Several different parts of societies are hugely impacted by the use of magnetic devices, and magnets are utilized for data storage, the generation of energy, and computing. However, magnetic computing devices are quickly approaching their shrinking limit in two-dimensional systems.

As far as the next generation of computing is concerned, there is more and more interest in shifting to three dimensions, where not just greater densities can be realized with the help of 3D nanowire architectures, but three-dimensional geometries can also alter the magnetic properties and thus provide new functionalities.

Since Stuart Parkin, leader of the MPI of Microstructure Physics in Halle, first proposed the racetrack memory, there has been increasing interest in digital data storage using magnetic nanowires to develop information storage devices that exhibit high capacity, performance, and reliability.

But this concept has always been very hard to achieve because not only do researchers should be able to make three-dimensional magnetic systems but they must also comprehend the effect of going to three dimensions on both the magnetic field and the magnetization.

Consequently, in recent years, the researchers have been concentrating on devising new techniques to realize three-dimensional magnetic structures—consider a CT scan in a hospital without magnets. Also, they have designed a 3D printing method for magnetic materials.

In this context, the 3D measurements were executed at the PolLux beamline of the Swiss Light Source at the Paul Scherrer Institute. This is now the only beamline that is capable of providing soft X-ray laminography. The researchers used these latest X-ray imaging methods and noted that the 3D DNA structure results in a distinct texture in the magnetization than what is observed in 2D.

Pairs of walls present between magnetic domains (that is, regions where all magnetization points in the same direction) in adjacent helices are highly coupled. Hence, they tend to distort. These walls attract one another and rotate due to the 3D structure, thereby “locking” into place and developing powerful, regular bonds, like that of the base pairs present in the DNA.

Besides discovering that the 3D structure results in interesting topological nanotextures in the magnetization, where such textures are observed more than often, the researchers also observed the same nanotextures in the magnetic stray field. This discloses exciting new nanoscale field configurations.
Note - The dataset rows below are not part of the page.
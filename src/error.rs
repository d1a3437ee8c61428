use thiserror::Error;

use crate::geocode::GeocodeError;
use crate::input::InputError;
use crate::pipeline::stage4_report::ReportError;

#[derive(Debug, Error)]
pub enum RunError {
    #[error("invalid configuration: {0}")]
    Config(String),
    #[error(transparent)]
    Input(#[from] InputError),
    #[error(transparent)]
    Geocode(#[from] GeocodeError),
    #[error(transparent)]
    Report(#[from] ReportError),
}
This new potential to pattern the magnetic field at such a length scale would enable determining the forces to be applied to magnetic materials and to comprehend the extent to which such magnetic fields can be patterned.

After shifting from two to three dimensions in the case of magnetization, Donnelly and her colleagues from the Paul Scherrer Institute and the Universities of Glasgow, Zaragoza, Oviedo, and Vienna look forward to exploring the complete potential of shifting from two to three dimensions with respect to the magnetic field.

The potential applications of this study are extensive: the presence of such strongly bonded textures in the magnetic helices guarantee extremely robust motion and can act as a possible information carrier.

But what is more exciting is that this new possibility to pattern the magnetic field at the nanoscale could help provide new opportunities for imaging techniques, particle trapping, as well as smart materials.

Journal Reference

  1. Donnelly, C., et al. (2021) Complex free-space magnetic field textures induced by three-dimensional magnetic nanostructures. Nature Nanotechnology. doi.org/10.1038/s41565-021-01027-7.